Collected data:

== Segment start ==

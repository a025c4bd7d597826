use crate::error::{Result, ScrapeError};
use crate::model::{League, PlayerSeasonStatistic, SeasonStats, SeasonType};

use super::coerce;
use super::schema::{Field, MappedRow};

/// Row-independent context for one stats table.
#[derive(Debug, Clone)]
pub struct SeasonContext {
    pub league: League,
    pub season: String,
    pub season_type: SeasonType,
}

/// Build one player-season from a mapped row. `row` is the data-row index,
/// used only for reporting.
pub fn build(ctx: &SeasonContext, row: usize, cells: &MappedRow) -> Result<PlayerSeasonStatistic> {
    let name = coerce::display_name(cells.text(Field::Name));
    let player_id = cells
        .link(Field::Name)
        .and_then(coerce::trailing_segment)
        .ok_or_else(|| ScrapeError::MissingIdentity {
            row,
            name: name.clone(),
        })?;

    let int = |f: Field| coerce::int(cells.text(f));
    let float = |f: Field| coerce::float(cells.text(f));

    let stats = SeasonStats {
        games_played: int(Field::GamesPlayed),
        goals: int(Field::Goals),
        assists: int(Field::Assists),
        points: int(Field::Points),
        plus_minus: int(Field::PlusMinus),
        penalty_minutes: int(Field::PenaltyMinutes),
        points_per_game: float(Field::PointsPerGame),
        power_play_goals: int(Field::PowerPlayGoals),
        power_play_assists: int(Field::PowerPlayAssists),
        power_play_points: int(Field::PowerPlayPoints),
        short_handed_goals: int(Field::ShortHandedGoals),
        short_handed_assists: int(Field::ShortHandedAssists),
        short_handed_points: int(Field::ShortHandedPoints),
        game_winning_goals: int(Field::GameWinningGoals),
        overtime_goals: int(Field::OvertimeGoals),
        first_goals: int(Field::FirstGoals),
        insurance_goals: int(Field::InsuranceGoals),
        shots: int(Field::Shots),
        shooting_pct: float(Field::ShootingPct),
        toi_per_game_secs: coerce::clock_seconds(cells.text(Field::TimeOnIcePerGame)),
        shifts_per_game: float(Field::ShiftsPerGame),
        faceoff_attempts: int(Field::FaceoffAttempts),
        faceoff_wins: int(Field::FaceoffWins),
        faceoff_pct: float(Field::FaceoffPct),
        shootout_games_played: int(Field::ShootoutGamesPlayed),
        shootout_goals: int(Field::ShootoutGoals),
        shootout_attempts: int(Field::ShootoutAttempts),
        shootout_winning_goals: int(Field::ShootoutWinningGoals),
        shootout_pct: float(Field::ShootoutPct),
        penalty_minutes_per_game: float(Field::PenaltyMinutesPerGame),
    };

    Ok(PlayerSeasonStatistic {
        league: ctx.league,
        player_id,
        season: ctx.season.clone(),
        season_type: ctx.season_type,
        name,
        team: coerce::text(cells.text(Field::Team)),
        position: coerce::text(cells.text(Field::Position)),
        active: coerce::flag(cells.text(Field::Active)),
        rookie: coerce::flag(cells.text(Field::Rookie)),
        stats,
    })
}
// ── Seasons ──

/// Store one season unit's records and its ledger row in one transaction.
/// Returns the number of rows newly inserted; existing identities are left
/// untouched.
pub fn save_season_unit(
    conn: &Connection,
    league: League,
    label: &str,
    season_type: SeasonType,
    records: &[PlayerSeasonStatistic],
) -> Result<usize> {
    let tx = conn.unchecked_transaction()?;
    let mut count = 0;
    {
        let mut stmt = tx.prepare(
            "INSERT OR IGNORE INTO player_seasons
             (league, player_id, season, season_type, name, team, position, active, rookie,
              games_played, goals, assists, points, plus_minus, penalty_minutes, points_per_game,
              power_play_goals, power_play_assists, power_play_points,
              short_handed_goals, short_handed_assists, short_handed_points,
              game_winning_goals, overtime_goals, first_goals, insurance_goals,
              shots, shooting_pct, toi_per_game_secs, shifts_per_game,
              faceoff_attempts, faceoff_wins, faceoff_pct,
              shootout_games_played, shootout_goals, shootout_attempts,
              shootout_winning_goals, shootout_pct, penalty_minutes_per_game)
             VALUES (?1,?2,?3,?4,?5,?6,?7,?8,?9,?10,?11,?12,?13,?14,?15,?16,?17,?18,?19,?20,
                     ?21,?22,?23,?24,?25,?26,?27,?28,?29,?30,?31,?32,?33,?34,?35,?36,?37,?38,?39)",
        )?;
        for r in records {
            let s = &r.stats;
            count += stmt.execute(params![
                r.league.tag(), r.player_id, r.season, r.season_type.code(),
                r.name, r.team, r.position, r.active, r.rookie,
                s.games_played, s.goals, s.assists, s.points, s.plus_minus,
                s.penalty_minutes, s.points_per_game,
                s.power_play_goals, s.power_play_assists, s.power_play_points,
                s.short_handed_goals, s.short_handed_assists, s.short_handed_points,
                s.game_winning_goals, s.overtime_goals, s.first_goals, s.insurance_goals,
                s.shots, s.shooting_pct, s.toi_per_game_secs, s.shifts_per_game,
                s.faceoff_attempts, s.faceoff_wins, s.faceoff_pct,
                s.shootout_games_played, s.shootout_goals, s.shootout_attempts,
                s.shootout_winning_goals, s.shootout_pct, s.penalty_minutes_per_game,
            ])?;
        }
    }
    mark_completed(&tx, league, UnitKind::Season, &season_key(label, season_type), count)?;
    tx.commit()?;
    Ok(count)
}

/// Every player id seen in the league's season rows, in stable order.
pub fn fetch_player_ids(conn: &Connection, league: League) -> Result<Vec<String>> {
    let mut stmt = conn.prepare(
        "SELECT DISTINCT player_id FROM player_seasons WHERE league = ?1 ORDER BY player_id",
    )?;
    let rows = stmt
        .query_map([league.tag()], |row| row.get(0))?
        .collect::<std::result::Result<Vec<String>, _>>()?;
    Ok(rows)
}

// ── Biographies ──

fn draft_columns(d: Option<&Draft>) -> (Option<i64>, Option<String>, Option<i64>, Option<i64>) {
    match d {
        Some(d) => (d.year, d.team.clone(), d.round, d.overall),
        None => (None, None, None, None),
    }
}
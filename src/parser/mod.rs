pub mod bio;
pub mod coerce;
pub mod schema;
pub mod season;

use std::collections::HashMap;

use tracing::warn;

use crate::error::{Result, ScrapeError};
use crate::model::PlayerSeasonStatistic;
use schema::{Field, RawCell, Schema};
use season::SeasonContext;

/// Records built from one stats table plus the rows that had to be dropped.
#[derive(Debug, Default)]
pub struct TableRecords {
    pub records: Vec<PlayerSeasonStatistic>,
    pub rejected: usize,
}

/// Two-step pipeline: headers → schema, then each row → record.
///
/// A header the schema does not know fails the whole table. A row without a
/// player link is dropped and counted; the rest of the table still builds.
/// So is a second row for a player already seen in the table, since the
/// store keys a season on the player and would keep only one of them.
pub fn parse_table(
    ctx: &SeasonContext,
    headers: &[String],
    rows: &[Vec<RawCell>],
) -> Result<TableRecords> {
    let schema = Schema::from_headers(headers)?;
    if !schema.has(Field::Name) && !rows.is_empty() {
        warn!("{} {}: no player column, every row will be rejected", ctx.league, ctx.season);
    }
    let mut out = TableRecords::default();
    let mut seen: HashMap<String, Option<String>> = HashMap::new();

    for (i, row) in rows.iter().enumerate() {
        if row.len() != schema.width() {
            warn!(
                "row {} has {} cells for {} headers",
                i,
                row.len(),
                schema.width()
            );
        }
        match season::build(ctx, i, &schema.map_row(row)) {
            Ok(rec) => {
                if let Some(first) = seen.get(&rec.player_id) {
                    warn!(
                        "{} {}: player {} listed twice ({:?} and {:?}), keeping the first",
                        ctx.league, ctx.season, rec.player_id, first, rec.team
                    );
                    out.rejected += 1;
                    continue;
                }
                seen.insert(rec.player_id.clone(), rec.team.clone());
                out.records.push(rec);
            }
            Err(e @ ScrapeError::MissingIdentity { .. }) => {
                warn!("{} {}: {}", ctx.league, ctx.season, e);
                out.rejected += 1;
            }
            Err(e) => return Err(e),
        }
    }

    Ok(out)
}
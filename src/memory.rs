//! In-memory capability implementations.
//!
//! Used by the test suite and by headless hosts with no DOM. Each type is a
//! cheap-clone handle; clones share state, so a test can keep one handle and
//! give another to the resolver.

#[cfg(test)]
#[path = "memory_test.rs"]
mod memory_test;

use std::cell::{Cell, RefCell};
use std::collections::HashMap;
use std::rc::Rc;
use std::time::Duration;

use crate::capability::{PreferenceStore, SystemPreferenceSignal, ThemeTarget, TransitionTimer};
use crate::error::ThemeError;
use crate::mode::EffectiveTheme;

// =============================================================================
// STORE
// =============================================================================

/// Key-value store that can be switched into an unavailable state.
#[derive(Clone, Debug)]
pub struct MemoryStore {
    entries: Rc<RefCell<HashMap<String, String>>>,
    available: Rc<Cell<bool>>,
}

impl Default for MemoryStore {
    fn default() -> Self {
        Self::new()
    }
}

impl MemoryStore {
    #[must_use]
    pub fn new() -> Self {
        Self { entries: Rc::default(), available: Rc::new(Cell::new(true)) }
    }

    /// A store that rejects every read and write, like storage in a locked
    /// down private window.
    #[must_use]
    pub fn unavailable() -> Self {
        let store = Self::new();
        store.set_available(false);
        store
    }

    pub fn set_available(&self, available: bool) {
        self.available.set(available);
    }

    /// Write a raw value, bypassing availability.
    pub fn insert_raw(&self, key: &str, value: &str) {
        self.entries.borrow_mut().insert(key.to_owned(), value.to_owned());
    }

    /// Read a raw value, bypassing availability.
    #[must_use]
    pub fn get_raw(&self, key: &str) -> Option<String> {
        self.entries.borrow().get(key).cloned()
    }

    fn check(&self) -> Result<(), ThemeError> {
        if self.available.get() {
            Ok(())
        } else {
            Err(ThemeError::StorageUnavailable("memory store disabled".to_owned()))
        }
    }
}

impl PreferenceStore for MemoryStore {
    fn load(&self, key: &str) -> Result<Option<String>, ThemeError> {
        self.check()?;
        Ok(self.get_raw(key))
    }

    fn save(&self, key: &str, value: &str) -> Result<(), ThemeError> {
        self.check()?;
        self.insert_raw(key, value);
        Ok(())
    }
}

// =============================================================================
// SIGNAL
// =============================================================================

struct SignalInner {
    prefers_dark: Cell<Option<bool>>,
    watchable: bool,
    watchers: RefCell<Vec<Rc<dyn Fn(bool)>>>,
}

/// OS preference signal driven by the test.
#[derive(Clone)]
pub struct ManualSignal {
    inner: Rc<SignalInner>,
}

impl std::fmt::Debug for ManualSignal {
    fn fmt(&self, f: &mut std::fmt::Formatter<'_>) -> std::fmt::Result {
        f.debug_struct("ManualSignal")
            .field("prefers_dark", &self.inner.prefers_dark.get())
            .field("watchers", &self.watcher_count())
            .finish()
    }
}

impl ManualSignal {
    #[must_use]
    pub fn new(prefers_dark: bool) -> Self {
        Self::build(Some(prefers_dark), true)
    }

    /// A platform with no color-scheme query at all.
    #[must_use]
    pub fn unsupported() -> Self {
        Self::build(None, false)
    }

    fn build(prefers_dark: Option<bool>, watchable: bool) -> Self {
        Self {
            inner: Rc::new(SignalInner {
                prefers_dark: Cell::new(prefers_dark),
                watchable,
                watchers: RefCell::new(Vec::new()),
            }),
        }
    }

    /// Change the OS preference and notify every watcher.
    pub fn set_prefers_dark(&self, prefers_dark: bool) {
        self.inner.prefers_dark.set(Some(prefers_dark));
        let watchers = self.inner.watchers.borrow().clone();
        for watcher in watchers {
            watcher(prefers_dark);
        }
    }

    #[must_use]
    pub fn watcher_count(&self) -> usize {
        self.inner.watchers.borrow().len()
    }
}

impl SystemPreferenceSignal for ManualSignal {
    fn prefers_dark(&self) -> Option<bool> {
        self.inner.prefers_dark.get()
    }

    fn watch(&self, on_change: Box<dyn Fn(bool)>) -> bool {
        if !self.inner.watchable {
            return false;
        }
        self.inner.watchers.borrow_mut().push(Rc::from(on_change));
        true
    }
}

// =============================================================================
// TARGET
// =============================================================================

#[derive(Debug, Default)]
struct TargetInner {
    attribute: RefCell<Option<String>>,
    transition: Cell<bool>,
    writes: RefCell<Vec<EffectiveTheme>>,
}

/// Root element stand-in that records every write.
#[derive(Clone, Debug, Default)]
pub struct MemoryTarget {
    inner: Rc<TargetInner>,
}

impl MemoryTarget {
    #[must_use]
    pub fn new() -> Self {
        Self::default()
    }

    /// A root element pre-rendered with `raw` in its theme attribute.
    #[must_use]
    pub fn with_attribute(raw: &str) -> Self {
        let target = Self::new();
        target.set_raw_attribute(Some(raw));
        target
    }

    /// Overwrite the attribute as foreign code would.
    pub fn set_raw_attribute(&self, raw: Option<&str>) {
        *self.inner.attribute.borrow_mut() = raw.map(str::to_owned);
    }

    #[must_use]
    pub fn raw_attribute(&self) -> Option<String> {
        self.inner.attribute.borrow().clone()
    }

    #[must_use]
    pub fn transition_active(&self) -> bool {
        self.inner.transition.get()
    }

    /// Every theme written so far, oldest first.
    #[must_use]
    pub fn writes(&self) -> Vec<EffectiveTheme> {
        self.inner.writes.borrow().clone()
    }
}

impl ThemeTarget for MemoryTarget {
    fn attribute(&self) -> Option<String> {
        self.raw_attribute()
    }

    fn set_attribute(&self, theme: EffectiveTheme) {
        self.set_raw_attribute(Some(theme.as_str()));
        self.inner.writes.borrow_mut().push(theme);
    }

    fn set_transition_marker(&self, active: bool) {
        self.inner.transition.set(active);
    }
}

// =============================================================================
// TIMER
// =============================================================================

struct Pending {
    due: Duration,
    callback: Box<dyn FnOnce()>,
}

#[derive(Default)]
struct TimerInner {
    now: Cell<Duration>,
    pending: RefCell<Vec<Pending>>,
}

/// Timer whose clock only moves when the test calls [`ManualTimer::advance`].
#[derive(Clone, Default)]
pub struct ManualTimer {
    inner: Rc<TimerInner>,
}

impl std::fmt::Debug for ManualTimer {
    fn fmt(&self, f: &mut std::fmt::Formatter<'_>) -> std::fmt::Result {
        f.debug_struct("ManualTimer")
            .field("now", &self.inner.now.get())
            .field("pending", &self.pending())
            .finish()
    }
}

impl ManualTimer {
    #[must_use]
    pub fn new() -> Self {
        Self::default()
    }

    /// Move the clock forward and run every callback that has come due,
    /// in due order.
    pub fn advance(&self, by: Duration) {
        let now = self.inner.now.get() + by;
        self.inner.now.set(now);
        loop {
            let next = {
                let mut pending = self.inner.pending.borrow_mut();
                let due_index = pending
                    .iter()
                    .enumerate()
                    .filter(|(_, p)| p.due <= now)
                    .min_by_key(|(_, p)| p.due)
                    .map(|(i, _)| i);
                due_index.map(|i| pending.remove(i))
            };
            match next {
                Some(p) => (p.callback)(),
                None => break,
            }
        }
    }

    /// Callbacks still waiting to fire.
    #[must_use]
    pub fn pending(&self) -> usize {
        self.inner.pending.borrow().len()
    }
}

impl TransitionTimer for ManualTimer {
    fn schedule(&self, after: Duration, callback: Box<dyn FnOnce()>) {
        let due = self.inner.now.get() + after;
        self.inner.pending.borrow_mut().push(Pending { due, callback });
    }
}
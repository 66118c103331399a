//! The theme resolver: preference in, rendered theme out.
//!
//! DESIGN
//! ======
//! `ThemeResolver` is a cheap-clone handle over shared single-threaded state.
//! The page constructs exactly one and hands clones to whatever UI code needs
//! it. Callbacks it installs on the OS signal and the timer hold a `Weak`
//! reference, so dropping every handle tears the resolver down. A transition
//! window still open at that point is closed by its pending timer.
//!
//! Observers and capability calls always run with the internal `RefCell`
//! released, so an observer may call straight back into the resolver.
//!
//! TRADE-OFFS
//! ==========
//! When storage is unavailable the last explicit choice is kept in memory for
//! the rest of the page load. A reload forgets it.

#[cfg(test)]
#[path = "resolver_test.rs"]
mod resolver_test;

use std::cell::RefCell;
use std::rc::{Rc, Weak};

use crate::capability::{Capabilities, ThemeTarget};
use crate::config::ResolverConfig;
use crate::error::ThemeError;
use crate::mode::{EffectiveTheme, ThemeChange, ThemeMode};

/// Whether an applied change animates.
#[derive(Clone, Copy, Debug, Default, PartialEq, Eq)]
pub enum Transition {
    /// Open the transition window so CSS can cross-fade.
    #[default]
    Animate,
    /// Swap immediately.
    Instant,
}

/// Handle returned by [`ThemeResolver::subscribe`].
#[derive(Clone, Copy, Debug, PartialEq, Eq, Hash)]
pub struct SubscriptionId(u64);

type Observer = Rc<dyn Fn(&ThemeChange)>;

#[derive(Clone, Copy, Debug, PartialEq, Eq)]
enum WatchState {
    Idle,
    Active,
    Unsupported,
}

struct State {
    /// Mode resolved by `initialize`.
    initial: ThemeMode,
    /// Last explicit choice this page load.
    session: Option<ThemeMode>,
    watch: WatchState,
    transition_generation: u64,
    transitioning: bool,
    observers: Vec<(SubscriptionId, Observer)>,
    next_subscription: u64,
}

struct Inner {
    config: ResolverConfig,
    caps: Capabilities,
    state: RefCell<State>,
}

/// Resolves, applies, and tracks the page theme.
#[derive(Clone)]
pub struct ThemeResolver {
    inner: Rc<Inner>,
}

impl std::fmt::Debug for ThemeResolver {
    fn fmt(&self, f: &mut std::fmt::Formatter<'_>) -> std::fmt::Result {
        let state = self.inner.state.borrow();
        f.debug_struct("ThemeResolver")
            .field("initial", &state.initial)
            .field("session", &state.session)
            .field("watch", &state.watch)
            .field("transitioning", &state.transitioning)
            .field("observers", &state.observers.len())
            .finish_non_exhaustive()
    }
}

impl ThemeResolver {
    /// Build a resolver. Nothing touches the page until [`Self::initialize`].
    #[must_use]
    pub fn new(config: ResolverConfig, caps: Capabilities) -> Self {
        Self {
            inner: Rc::new(Inner {
                config,
                caps,
                state: RefCell::new(State {
                    initial: ThemeMode::System,
                    session: None,
                    watch: WatchState::Idle,
                    transition_generation: 0,
                    transitioning: false,
                    observers: Vec::new(),
                    next_subscription: 0,
                }),
            }),
        }
    }

    #[must_use]
    pub fn config(&self) -> &ResolverConfig {
        &self.inner.config
    }

    // --- Lifecycle ---

    /// Resolve the starting mode and render it without a transition.
    ///
    /// Order: stored preference, then the hint already on the root element,
    /// then `system` (which renders from the OS signal). Starts following OS
    /// changes when the result is `system`.
    pub fn initialize(&self) -> ThemeChange {
        let stored = self.stored_preference();
        let hint = ThemeMode::parse_lenient(self.inner.caps.target.attribute().as_deref());
        let mode = stored.or(hint).unwrap_or(ThemeMode::System);
        log::debug!("theme initialize: stored={stored:?} hint={hint:?} mode={mode}");

        self.inner.state.borrow_mut().initial = mode;
        let change = self.apply(mode, self.inner.caps.signal.prefers_dark(), Transition::Instant);
        if mode == ThemeMode::System {
            self.ensure_watching();
        }
        change
    }

    // --- Commands ---

    /// Persist `mode` as the preference and render it.
    ///
    /// Persistence failures are logged and otherwise ignored; the choice still
    /// applies for this page load.
    pub fn set_theme(&self, mode: ThemeMode, transition: Transition) -> ThemeChange {
        if let Err(e) = self.inner.caps.store.save(&self.inner.config.storage_key, mode.as_str()) {
            log::warn!("theme preference not persisted: {e}");
        }
        self.inner.state.borrow_mut().session = Some(mode);

        let change = self.apply(mode, self.inner.caps.signal.prefers_dark(), transition);
        if mode == ThemeMode::System {
            self.ensure_watching();
        }
        change
    }

    /// Parse `raw` and [`set_theme`](Self::set_theme) it.
    ///
    /// # Errors
    ///
    /// [`ThemeError::InvalidArgument`] if `raw` is not `light`, `dark` or
    /// `system`. Nothing is persisted or rendered in that case.
    pub fn set_theme_named(&self, raw: &str, transition: Transition) -> Result<ThemeChange, ThemeError> {
        let mode = raw.parse::<ThemeMode>()?;
        Ok(self.set_theme(mode, transition))
    }

    /// Flip between light and dark, pinning the result as an explicit choice.
    pub fn toggle_theme(&self) -> ThemeChange {
        let next = self.effective_theme().opposite();
        self.set_theme(next.as_mode(), Transition::Animate)
    }

    // --- Queries ---

    /// The theme on the root element, or the OS signal if the attribute is
    /// missing or malformed.
    #[must_use]
    pub fn effective_theme(&self) -> EffectiveTheme {
        self.inner
            .caps
            .target
            .attribute()
            .as_deref()
            .map(str::parse::<EffectiveTheme>)
            .and_then(Result::ok)
            .unwrap_or_else(|| EffectiveTheme::from_prefers_dark(self.inner.caps.signal.prefers_dark()))
    }

    /// The persisted preference, `None` if unset, invalid, or unreadable.
    #[must_use]
    pub fn stored_preference(&self) -> Option<ThemeMode> {
        match self.inner.caps.store.load(&self.inner.config.storage_key) {
            Ok(raw) => ThemeMode::parse_lenient(raw.as_deref()),
            Err(e) => {
                log::debug!("theme preference unreadable: {e}");
                None
            }
        }
    }

    /// The preference currently in force: stored, else this page's last
    /// choice, else what `initialize` resolved.
    #[must_use]
    pub fn requested_mode(&self) -> ThemeMode {
        let stored = self.stored_preference();
        let state = self.inner.state.borrow();
        stored.or(state.session).unwrap_or(state.initial)
    }

    /// Whether the transition marker is currently applied.
    #[must_use]
    pub fn is_transitioning(&self) -> bool {
        self.inner.state.borrow().transitioning
    }

    // --- Observers ---

    /// Register `observer` for every applied change.
    pub fn subscribe(&self, observer: impl Fn(&ThemeChange) + 'static) -> SubscriptionId {
        let observer: Observer = Rc::new(observer);
        let mut state = self.inner.state.borrow_mut();
        let id = SubscriptionId(state.next_subscription);
        state.next_subscription += 1;
        state.observers.push((id, observer));
        id
    }

    /// Remove an observer. Returns `false` if `id` was not registered.
    pub fn unsubscribe(&self, id: SubscriptionId) -> bool {
        let mut state = self.inner.state.borrow_mut();
        let before = state.observers.len();
        state.observers.retain(|(sid, _)| *sid != id);
        state.observers.len() != before
    }

    // --- Internals ---

    fn apply(&self, mode: ThemeMode, prefers_dark: Option<bool>, transition: Transition) -> ThemeChange {
        let effective = mode.resolve(prefers_dark);
        if transition == Transition::Animate {
            self.begin_transition();
        }
        self.inner.caps.target.set_attribute(effective);

        let change = ThemeChange { requested: mode, effective };
        log::debug!("theme applied: requested={mode} effective={effective}");
        self.notify(&change);
        change
    }

    fn notify(&self, change: &ThemeChange) {
        let observers: Vec<Observer> = self
            .inner
            .state
            .borrow()
            .observers
            .iter()
            .map(|(_, observer)| Rc::clone(observer))
            .collect();
        for observer in observers {
            observer(change);
        }
    }

    fn begin_transition(&self) {
        let Some(timer) = self.inner.caps.timer.as_ref() else {
            return;
        };
        let generation = {
            let mut state = self.inner.state.borrow_mut();
            state.transition_generation += 1;
            state.transitioning = true;
            state.transition_generation
        };
        self.inner.caps.target.set_transition_marker(true);

        let weak = Rc::downgrade(&self.inner);
        let target = Rc::clone(&self.inner.caps.target);
        timer.schedule(
            self.inner.config.transition_duration(),
            Box::new(move || end_transition(&weak, &target, generation)),
        );
    }

    fn ensure_watching(&self) {
        if self.inner.state.borrow().watch != WatchState::Idle {
            return;
        }
        let weak = Rc::downgrade(&self.inner);
        let installed = self
            .inner
            .caps
            .signal
            .watch(Box::new(move |prefers_dark| on_system_change(&weak, prefers_dark)));

        let watch = if installed {
            WatchState::Active
        } else {
            log::debug!("OS color-scheme notifications unavailable; auto-sync disabled");
            WatchState::Unsupported
        };
        self.inner.state.borrow_mut().watch = watch;
    }
}

fn end_transition(weak: &Weak<Inner>, target: &Rc<dyn ThemeTarget>, generation: u64) {
    // Resolver dropped mid-window: nothing can close it later.
    let Some(inner) = weak.upgrade() else {
        target.set_transition_marker(false);
        return;
    };
    {
        let mut state = inner.state.borrow_mut();
        // A newer transition restarted the window.
        if state.transition_generation != generation {
            return;
        }
        state.transitioning = false;
    }
    target.set_transition_marker(false);
}

fn on_system_change(weak: &Weak<Inner>, prefers_dark: bool) {
    let Some(inner) = weak.upgrade() else {
        return;
    };
    let resolver = ThemeResolver { inner };
    if resolver.requested_mode() == ThemeMode::System {
        resolver.apply(ThemeMode::System, Some(prefers_dark), Transition::Animate);
    }
}
use super::*;

#[test]
fn light_theme_offers_dark_mode() {
    let state = ControlState::for_theme(EffectiveTheme::Light);
    assert!(!state.pressed);
    assert_eq!(state.aria_pressed(), "false");
    assert_eq!(state.label, "Switch to dark mode");
}

#[test]
fn dark_theme_offers_light_mode() {
    let state = ControlState::for_theme(EffectiveTheme::Dark);
    assert!(state.pressed);
    assert_eq!(state.aria_pressed(), "true");
    assert_eq!(state.label, "Switch to light mode");
}

#[test]
fn label_differs_per_theme() {
    let light = ControlState::for_theme(EffectiveTheme::Light);
    let dark = ControlState::for_theme(EffectiveTheme::Dark);
    assert_ne!(light.label, dark.label);
}

#[test]
fn title_mirrors_label() {
    let light = ControlState::for_theme(EffectiveTheme::Light);
    assert_eq!(light.title, "Switch to dark mode");
    assert_eq!(light.title, light.label);

    let dark = ControlState::for_theme(EffectiveTheme::Dark);
    assert_eq!(dark.title, "Switch to light mode");
    assert_eq!(dark.title, dark.label);
}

== Segment end ==

◆ **Problem requirements**: Look over the entries above. Copy every line that contains the word "TableRecords".

◆ **Your solution**:
pub struct TableRecords {
) -> Result<TableRecords> {
    let mut out = TableRecords::default();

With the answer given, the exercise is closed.